Sim, subir num palco, fazer um programa de rádio virtual, montar um selo, escrever para sites, tudo isso dá destaque sim, porque você tá mostrando sua cara e suas idéias e arcando com o preço disso, mas daí a ter brilho, reconhecimento, isso já exige muito mais coisas. Coisas como qualidade, oportunidade, coerência, adequação e um monte de outros detalhes que fazem toda a diferença, principalmente quando falamos de bandas numa cidade como GoiâniaTown que tem mais roqueiro que gente. Alguns dias, em finais de semana, temos dois eventos acontecendo, com quatro ou até mais bandas em cada um, então para se destacar nessa multidão de bandas, tem que ser muito boa.
Mas infelizmente tá cheio de gente que acha que antes da responsabilidade de assumir o que se fez, vai surgir o reconhecimento pelo esforço empreendido (que nem sempre é tanto esforço assim, sejamos sinceros) e os louros (ou as louras) da vitória lhe serão gentilmente oferecidos. Tá viajando! Primeiro porque até ser reconhecido como uma estrela, com brilho próprio, consumindo o próprio hélio ou hidrogênio, tem muito pasto pra ser digerido, tem muito suor e esforço. Vai tomar pedrada, vai ouvir o que não quer, vai ser cobrado em atitudes que não quer ter, vai ter que assumir compromissos chatos e muitas vezes burocráticos, enfim, não é só alegria.
Quantas vezes a vontade é dizer “Mermão, baixa a bola!” para gente que tá inchada sem necessidade, mas ainda acredito que não posso dizer tudo que penso.
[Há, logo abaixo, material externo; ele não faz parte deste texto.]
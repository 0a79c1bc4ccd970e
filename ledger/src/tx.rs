//! Transaction requests and receipts.

use fairroll_types::{Address, TxHash, Uint};
use serde::{Deserialize, Serialize};

use crate::GasConfig;

/// A transaction to be signed and sent by the ledger-managed `from` account.
#[derive(Clone, Debug, PartialEq, Eq)]
pub struct TxRequest {
    pub from: Address,
    pub to: Address,
    /// Wei attached to the call.
    pub value: Uint,
    pub data: Vec<u8>,
    pub gas_limit: Option<u64>,
    pub gas_price: Option<Uint>,
}

impl TxRequest {
    /// A contract call carrying no value.
    pub fn call(from: Address, to: Address, data: Vec<u8>) -> Self {
        Self {
            from,
            to,
            value: Uint::zero(),
            data,
            gas_limit: None,
            gas_price: None,
        }
    }

    /// Set the gas limit and price from `gas`.
    pub fn with_gas(mut self, gas: &GasConfig) -> Self {
        self.gas_limit = Some(gas.limit);
        self.gas_price = Some(gas.price.clone());
        self
    }
}

/// The outcome of a mined transaction.
#[derive(Clone, Debug, PartialEq, Eq, Serialize, Deserialize)]
pub struct TxReceipt {
    pub tx_hash: TxHash,
    pub block_number: u64,
    /// `false` if execution reverted.
    pub status: bool,
    pub gas_used: u64,
}
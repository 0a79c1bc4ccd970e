//! Ethereum JSON-RPC over HTTP.

use std::sync::atomic::{AtomicU64, Ordering};
use std::time::Duration;

use serde::de::DeserializeOwned;
use serde::Deserialize;
use serde_json::{json, Value};
use tracing::{debug, info};

use fairroll_types::hash::decode_hex;
use fairroll_types::{Address, TxHash, Uint};
use fairroll_utils::{add_0x, ZERO_X};

use crate::{LedgerClient, LedgerError, TxReceipt, TxRequest};

/// HTTP client for an Ethereum JSON-RPC node.
///
/// Transactions are sent with `eth_sendTransaction`, so the `from` account
/// must be unlocked on the node.
pub struct JsonRpcLedger {
    http: reqwest::Client,
    url: String,
    next_id: AtomicU64,
}

#[derive(Deserialize)]
struct RpcResponse {
    #[serde(default)]
    result: Option<Value>,
    #[serde(default)]
    error: Option<RpcErrorObject>,
}

#[derive(Deserialize)]
struct RpcErrorObject {
    code: i64,
    message: String,
}

#[derive(Deserialize)]
#[serde(rename_all = "camelCase")]
struct RpcReceipt {
    transaction_hash: String,
    block_number: Option<String>,
    status: Option<String>,
    gas_used: String,
}

impl JsonRpcLedger {
    /// Create a client targeting `url` (e.g. `http://127.0.0.1:8545`).
    pub fn new(url: impl Into<String>) -> Result<Self, LedgerError> {
        let http = reqwest::Client::builder()
            .timeout(Duration::from_secs(30))
            .connect_timeout(Duration::from_secs(10))
            .build()
            .map_err(|e| LedgerError::Transport(format!("failed to create HTTP client: {e}")))?;
        Ok(Self {
            http,
            url: url.into(),
            next_id: AtomicU64::new(1),
        })
    }

    /// The configured endpoint.
    pub fn url(&self) -> &str {
        &self.url
    }

    /// Send a JSON-RPC request and decode its `result`.
    async fn rpc_call<T: DeserializeOwned>(&self, method: &str, params: Value) -> Result<T, LedgerError> {
        let id = self.next_id.fetch_add(1, Ordering::Relaxed);
        let body = json!({
            "jsonrpc": "2.0",
            "id": id,
            "method": method,
            "params": params,
        });
        debug!(method, id, "rpc request");

        let response = self
            .http
            .post(&self.url)
            .json(&body)
            .send()
            .await
            .map_err(|e| LedgerError::Transport(format!("{method}: request failed: {e}")))?;

        if !response.status().is_success() {
            return Err(LedgerError::Transport(format!(
                "{method}: node returned HTTP {}",
                response.status()
            )));
        }

        let response: RpcResponse = response
            .json()
            .await
            .map_err(|e| LedgerError::Malformed(format!("{method}: invalid JSON response: {e}")))?;

        if let Some(err) = response.error {
            return Err(LedgerError::Rpc {
                code: err.code,
                message: err.message,
            });
        }

        serde_json::from_value(response.result.unwrap_or(Value::Null))
            .map_err(|e| LedgerError::Malformed(format!("{method}: unexpected result: {e}")))
    }
}

/// `0x`-prefixed minimal hex quantity.
fn quantity(value: &Uint) -> String {
    value.to_hex()
}

fn parse_quantity(field: &str, s: &str) -> Result<Uint, LedgerError> {
    Uint::from_hex(s).map_err(|e| LedgerError::Malformed(format!("{field}: {e}")))
}

fn parse_u64(field: &str, s: &str) -> Result<u64, LedgerError> {
    parse_quantity(field, s)?
        .to_u64()
        .ok_or_else(|| LedgerError::Malformed(format!("{field}: {s} does not fit in u64")))
}

fn tx_object(request: &TxRequest) -> Value {
    let mut tx = json!({
        "from": request.from.to_hex(),
        "to": request.to.to_hex(),
        "value": quantity(&request.value),
        "data": add_0x(&hex::encode(&request.data)),
    });
    if let Some(limit) = request.gas_limit {
        tx["gas"] = json!(format!("{limit:#x}"));
    }
    if let Some(price) = &request.gas_price {
        tx["gasPrice"] = json!(quantity(price));
    }
    tx
}

impl TryFrom<RpcReceipt> for TxReceipt {
    type Error = LedgerError;

    fn try_from(raw: RpcReceipt) -> Result<Self, Self::Error> {
        let block = raw
            .block_number
            .ok_or_else(|| LedgerError::Malformed("receipt without blockNumber".into()))?;
        // Pre-Byzantium receipts carry no status; treat them as successful.
        let status = match raw.status.as_deref() {
            None => true,
            Some(s) => !parse_quantity("status", s)?.is_zero(),
        };
        Ok(TxReceipt {
            tx_hash: TxHash::from_hex(&raw.transaction_hash)?,
            block_number: parse_u64("blockNumber", &block)?,
            status,
            gas_used: parse_u64("gasUsed", &raw.gas_used)?,
        })
    }
}

impl LedgerClient for JsonRpcLedger {
    async fn balance(&self, address: &Address) -> Result<Uint, LedgerError> {
        let raw: String = self
            .rpc_call("eth_getBalance", json!([address.to_hex(), "latest"]))
            .await?;
        parse_quantity("balance", &raw)
    }

    async fn call(&self, to: &Address, data: &[u8]) -> Result<Vec<u8>, LedgerError> {
        let raw: String = self
            .rpc_call(
                "eth_call",
                json!([{ "to": to.to_hex(), "data": add_0x(&hex::encode(data)) }, "latest"]),
            )
            .await?;
        if raw == ZERO_X {
            return Ok(Vec::new());
        }
        Ok(decode_hex(&raw)?)
    }

    async fn send_transaction(&self, request: &TxRequest) -> Result<TxHash, LedgerError> {
        let raw: String = self
            .rpc_call("eth_sendTransaction", json!([tx_object(request)]))
            .await?;
        let tx = TxHash::from_hex(&raw)?;
        info!(%tx, from = %request.from, to = %request.to, "transaction submitted");
        Ok(tx)
    }

    async fn receipt(&self, tx: &TxHash) -> Result<Option<TxReceipt>, LedgerError> {
        let raw: Option<RpcReceipt> = self
            .rpc_call("eth_getTransactionReceipt", json!([tx.to_hex()]))
            .await?;
        match raw {
            // Some nodes return a receipt with a null block while the tx is pending.
            Some(r) if r.block_number.is_none() => Ok(None),
            Some(r) => Ok(Some(r.try_into()?)),
            None => Ok(None),
        }
    }

    async fn block_number(&self) -> Result<u64, LedgerError> {
        let raw: String = self.rpc_call("eth_blockNumber", json!([])).await?;
        parse_u64("blockNumber", &raw)
    }
}
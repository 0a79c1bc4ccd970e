//! Point-in-time balance snapshots.

use fairroll_types::{Address, TokenAmount};
use fairroll_utils::now_millis;
use serde::{Deserialize, Serialize};

use crate::{Erc20, LedgerClient, LedgerError};

/// A balance and when it was read, in Unix milliseconds.
#[derive(Clone, Debug, PartialEq, Eq, Serialize, Deserialize)]
pub struct Balance {
    pub amount: TokenAmount,
    pub updated_ms: u64,
}

/// Native and token balances of one account.
#[derive(Clone, Debug, PartialEq, Eq, Serialize, Deserialize)]
pub struct Balances {
    pub eth: Balance,
    pub bet: Balance,
}

fn require_owner(address: &Address) -> Result<(), LedgerError> {
    if address.is_zero() {
        return Err(LedgerError::MissingAddress("balance owner"));
    }
    Ok(())
}

/// Native balance. Wei and the token both use 18 decimals.
pub async fn get_eth_balance<L: LedgerClient>(
    ledger: &L,
    address: &Address,
) -> Result<Balance, LedgerError> {
    require_owner(address)?;
    let wei = ledger.balance(address).await?;
    Ok(Balance {
        amount: TokenAmount::from_base_units(wei),
        updated_ms: now_millis(),
    })
}

pub async fn get_bet_balance<L: LedgerClient>(
    ledger: &L,
    token: &Address,
    address: &Address,
) -> Result<Balance, LedgerError> {
    require_owner(address)?;
    let amount = Erc20::new(ledger, *token).balance_of(address).await?;
    Ok(Balance {
        amount,
        updated_ms: now_millis(),
    })
}

/// Both balances of `address`, token first.
pub async fn get_balances<L: LedgerClient>(
    ledger: &L,
    token: &Address,
    address: &Address,
) -> Result<Balances, LedgerError> {
    let bet = get_bet_balance(ledger, token, address).await?;
    let eth = get_eth_balance(ledger, address).await?;
    Ok(Balances { eth, bet })
}
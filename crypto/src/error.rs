use fairroll_types::EncodingError;
use thiserror::Error;

#[derive(Debug, Error)]
pub enum CryptoError {
    #[error("invalid private key")]
    InvalidPrivateKey,

    #[error("invalid signature: {0}")]
    InvalidSignature(String),

    #[error("signer recovery failed")]
    RecoveryFailed,

    #[error("OS randomness unavailable: {0}")]
    Entropy(String),

    #[error(transparent)]
    Encoding(#[from] EncodingError),
}
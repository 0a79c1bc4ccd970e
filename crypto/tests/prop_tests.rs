use proptest::prelude::*;

use fairroll_crypto::{address_from_private, recover, sign_hash, solidity_sha3};
use fairroll_types::{Address, PrivateKey, TypedValue, Uint};

fn typed_value() -> impl Strategy<Value = TypedValue> {
    prop_oneof![
        prop::array::uniform32(any::<u8>()).prop_map(TypedValue::bytes32),
        prop::array::uniform20(any::<u8>()).prop_map(|b| TypedValue::address(&Address::new(b))),
        prop::array::uniform32(any::<u8>()).prop_map(|b| TypedValue::uint(Uint::from_be_bytes(&b))),
        prop::collection::vec(any::<u8>(), 0..64).prop_map(TypedValue::bytes),
        any::<bool>().prop_map(TypedValue::bool),
    ]
}

/// Scalars in [1, 2^248) are always below the secp256k1 group order.
fn private_key() -> impl Strategy<Value = [u8; 32]> {
    prop::array::uniform31(any::<u8>())
        .prop_filter("non-zero scalar", |b| b.iter().any(|x| *x != 0))
        .prop_map(|tail| {
            let mut key = [0u8; 32];
            key[1..].copy_from_slice(&tail);
            key
        })
}

proptest! {
    #![proptest_config(ProptestConfig::with_cases(64))]

    /// recover(hash(values), sign(hash(values), key)) is the key's address.
    #[test]
    fn signature_round_trip(
        values in prop::collection::vec(typed_value(), 0..6),
        key in private_key(),
    ) {
        let key = PrivateKey(key);
        let digest = solidity_sha3(&values).unwrap();
        let sig = sign_hash(&digest, &key).unwrap();
        prop_assert_eq!(recover(&digest, &sig).unwrap(), address_from_private(&key).unwrap());
    }

    /// Hashing is a pure function of the encoded values.
    #[test]
    fn hash_deterministic(values in prop::collection::vec(typed_value(), 0..6)) {
        prop_assert_eq!(solidity_sha3(&values).unwrap(), solidity_sha3(&values).unwrap());
    }
}
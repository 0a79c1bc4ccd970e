//! fairroll: sign round seeds, derive verifiable draws, audit rounds and
//! settle token payouts.

mod commands;

use std::path::PathBuf;

use anyhow::Context;
use clap::Parser;

use fairroll_ledger::LedgerConfig;
use fairroll_types::{Address, H256, NetworkId, RangeSpec, Seed, Signature, TokenAmount, TypedValue};
use fairroll_utils::LogFormat;

#[derive(Parser)]
#[command(name = "fairroll", version, about = "Fairness-verifiable random draws and settlement")]
struct Cli {
    /// Path to a TOML configuration file. File settings are the base;
    /// CLI flags and env vars override them.
    #[arg(long, global = true, env = "FAIRROLL_CONFIG")]
    config: Option<PathBuf>,

    /// Network: "mainnet", "ropsten" or "sdk".
    #[arg(long, global = true, env = "FAIRROLL_NETWORK")]
    network: Option<NetworkId>,

    /// JSON-RPC endpoint (defaults to the network's).
    #[arg(long, global = true, env = "FAIRROLL_RPC_URL")]
    rpc_url: Option<String>,

    /// ERC20 token contract used for bets and payouts.
    #[arg(long, global = true, env = "FAIRROLL_ERC20_ADDRESS")]
    token: Option<Address>,

    /// Confirmations to wait for after each transaction.
    #[arg(long, global = true, env = "FAIRROLL_CONFIRMATIONS")]
    confirmations: Option<u64>,

    /// Log format: "human" or "json".
    #[arg(long, global = true, env = "FAIRROLL_LOG_FORMAT")]
    log_format: Option<LogFormat>,

    /// Log level: "trace", "debug", "info", "warn", "error".
    #[arg(long, global = true, env = "FAIRROLL_LOG_LEVEL")]
    log_level: Option<String>,

    #[command(subcommand)]
    command: Command,
}

#[derive(clap::Subcommand)]
enum Command {
    /// Generate a fresh round seed.
    Seed,

    /// Print 16 random bytes as 32 hex characters.
    RandomHash,

    /// Generate a new private key and print it with its address.
    Keygen,

    /// Keccak-256 over the packed encoding of `kind:value` arguments,
    /// e.g. `uint:234 bytes32:0x..`.
    Hash {
        #[arg(required = true)]
        values: Vec<TypedValue>,
    },

    /// Sign a 32-byte digest.
    Sign {
        #[arg(long, env = "FAIRROLL_PRIVATE_KEY", hide_env_values = true)]
        key: String,
        digest: H256,
    },

    /// Recover the address that signed a digest.
    Recover { digest: H256, signature: Signature },

    /// Derive one draw per `lo:hi` range from a 32-byte source or a
    /// 65-byte signature.
    Draw {
        #[arg(long)]
        signature: String,
        #[arg(required = true)]
        ranges: Vec<RangeSpec>,
    },

    /// Sign a seed and draw; prints the round record as JSON.
    Play {
        #[arg(long, env = "FAIRROLL_PRIVATE_KEY", hide_env_values = true)]
        key: String,
        /// Seed to sign (fresh if omitted).
        #[arg(long)]
        seed: Option<Seed>,
        #[arg(required = true)]
        ranges: Vec<RangeSpec>,
    },

    /// Check a round record (JSON file, or `-` for stdin).
    Audit {
        record: PathBuf,
        #[arg(long)]
        signer: Address,
    },

    /// Show native and token balances.
    Balance { address: Address },

    /// Make sure `spender` may move at least `amount` tokens of `from`.
    Approve {
        #[arg(long)]
        from: Address,
        #[arg(long)]
        spender: Address,
        #[arg(long, value_parser = TokenAmount::parse_tokens)]
        amount: TokenAmount,
    },

    /// Transfer tokens and wait for confirmations.
    Payout {
        #[arg(long)]
        from: Address,
        #[arg(long)]
        to: Address,
        #[arg(long, value_parser = TokenAmount::parse_tokens)]
        amount: TokenAmount,
    },

    /// Print the effective configuration as TOML.
    Config,
}

/// The file config (or defaults) with CLI/env overrides applied.
fn effective_config(cli: &Cli) -> anyhow::Result<LedgerConfig> {
    let mut config = match &cli.config {
        Some(path) => LedgerConfig::from_toml_file(path)
            .with_context(|| format!("loading config {}", path.display()))?,
        None => LedgerConfig::default(),
    };
    if let Some(network) = cli.network {
        config.network = network;
    }
    if let Some(url) = &cli.rpc_url {
        config.http_provider_url = Some(url.clone());
    }
    if let Some(token) = cli.token {
        config.erc20_address = Some(token);
    }
    if let Some(n) = cli.confirmations {
        config.confirmations = n;
    }
    if let Some(format) = cli.log_format {
        config.log_format = format;
    }
    if let Some(level) = &cli.log_level {
        config.log_level = level.clone();
    }
    Ok(config)
}

#[tokio::main]
async fn main() -> anyhow::Result<()> {
    let cli = Cli::parse();
    let config = effective_config(&cli)?;
    fairroll_utils::init_logging(config.log_format, &config.log_level);

    if let Some(path) = &cli.config {
        tracing::info!("Loaded config from {}", path.display());
    }

    let output = match cli.command {
        Command::Seed => commands::seed()?,
        Command::RandomHash => commands::random_hash()?,
        Command::Keygen => commands::keygen()?,
        Command::Hash { values } => commands::hash(&values)?,
        Command::Sign { key, digest } => commands::sign(&key, &digest)?,
        Command::Recover { digest, signature } => commands::recover(&digest, &signature)?,
        Command::Draw { signature, ranges } => commands::draw(&signature, &ranges)?,
        Command::Play { key, seed, ranges } => commands::play(&key, seed, &ranges)?,
        Command::Audit { record, signer } => commands::audit(&record, &signer)?,
        Command::Balance { address } => commands::balance(&config, &address).await?,
        Command::Approve {
            from,
            spender,
            amount,
        } => commands::approve(&config, &from, &spender, &amount).await?,
        Command::Payout { from, to, amount } => {
            commands::payout(&config, &from, &to, &amount).await?
        }
        Command::Config => config.to_toml_string()?,
    };
    println!("{output}");
    Ok(())
}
Nem sempre convém, e se eu fosse lá dizer para o loirinho da cerveja acabada que ele tinha que baixar a bola, ele ia me olhar com cara de “Te conheço?” e meu comentário não ia adiantar nada.
Acredito muito mais em constante questionamento e reflexão, mas isso pode ser coisa de quem tem mais de trinta e que já quebrou a cara uma porrada de vezes suficientes para duvidar quando as coisas parecem ir bem demais. Por isso sou chamado e acusado de ser marketeiro, mas realmente eu vejo minhas atividades de forma marketeira (pronto, assumi! rs) e sempre querendo melhorar, de acordo com o que quero expressar e de acordo com o meu público alvo. Assim não fico acomodado achando que não existe mais maneiras de melhorar (e sei que existem milhões delas), sentado num trono fictício, me deliciando com uma vitória que ainda não conquistei. Quer prova disso? A ausência nesse texto de um tema que sempre abordo, mas que alguns leitores estava sentindo que era incômodo, desnecessário e forçado. Ouvi, digeri (não é fácil, mas eu tento), refleti e vi que realmente não tinha necessidade de ficar sempre batendo na mesma tecla. Sei que preciso melhor demaaaaaaaaaais em um monte de coisas, e não posso negar fontes preciosas de informação na hora de avaliar meu desempenho.
“Sucesso” só vem antes de “Trabalho” no dicionário, e mesmo sendo uma expressão velhusca, é verdadeira ao extremo. Então quem quer destacar, bota a cara na janela e grita, já consegue. Quem quer brilhar, começa a ralar bastante, porque aí o caminho é mais difícil.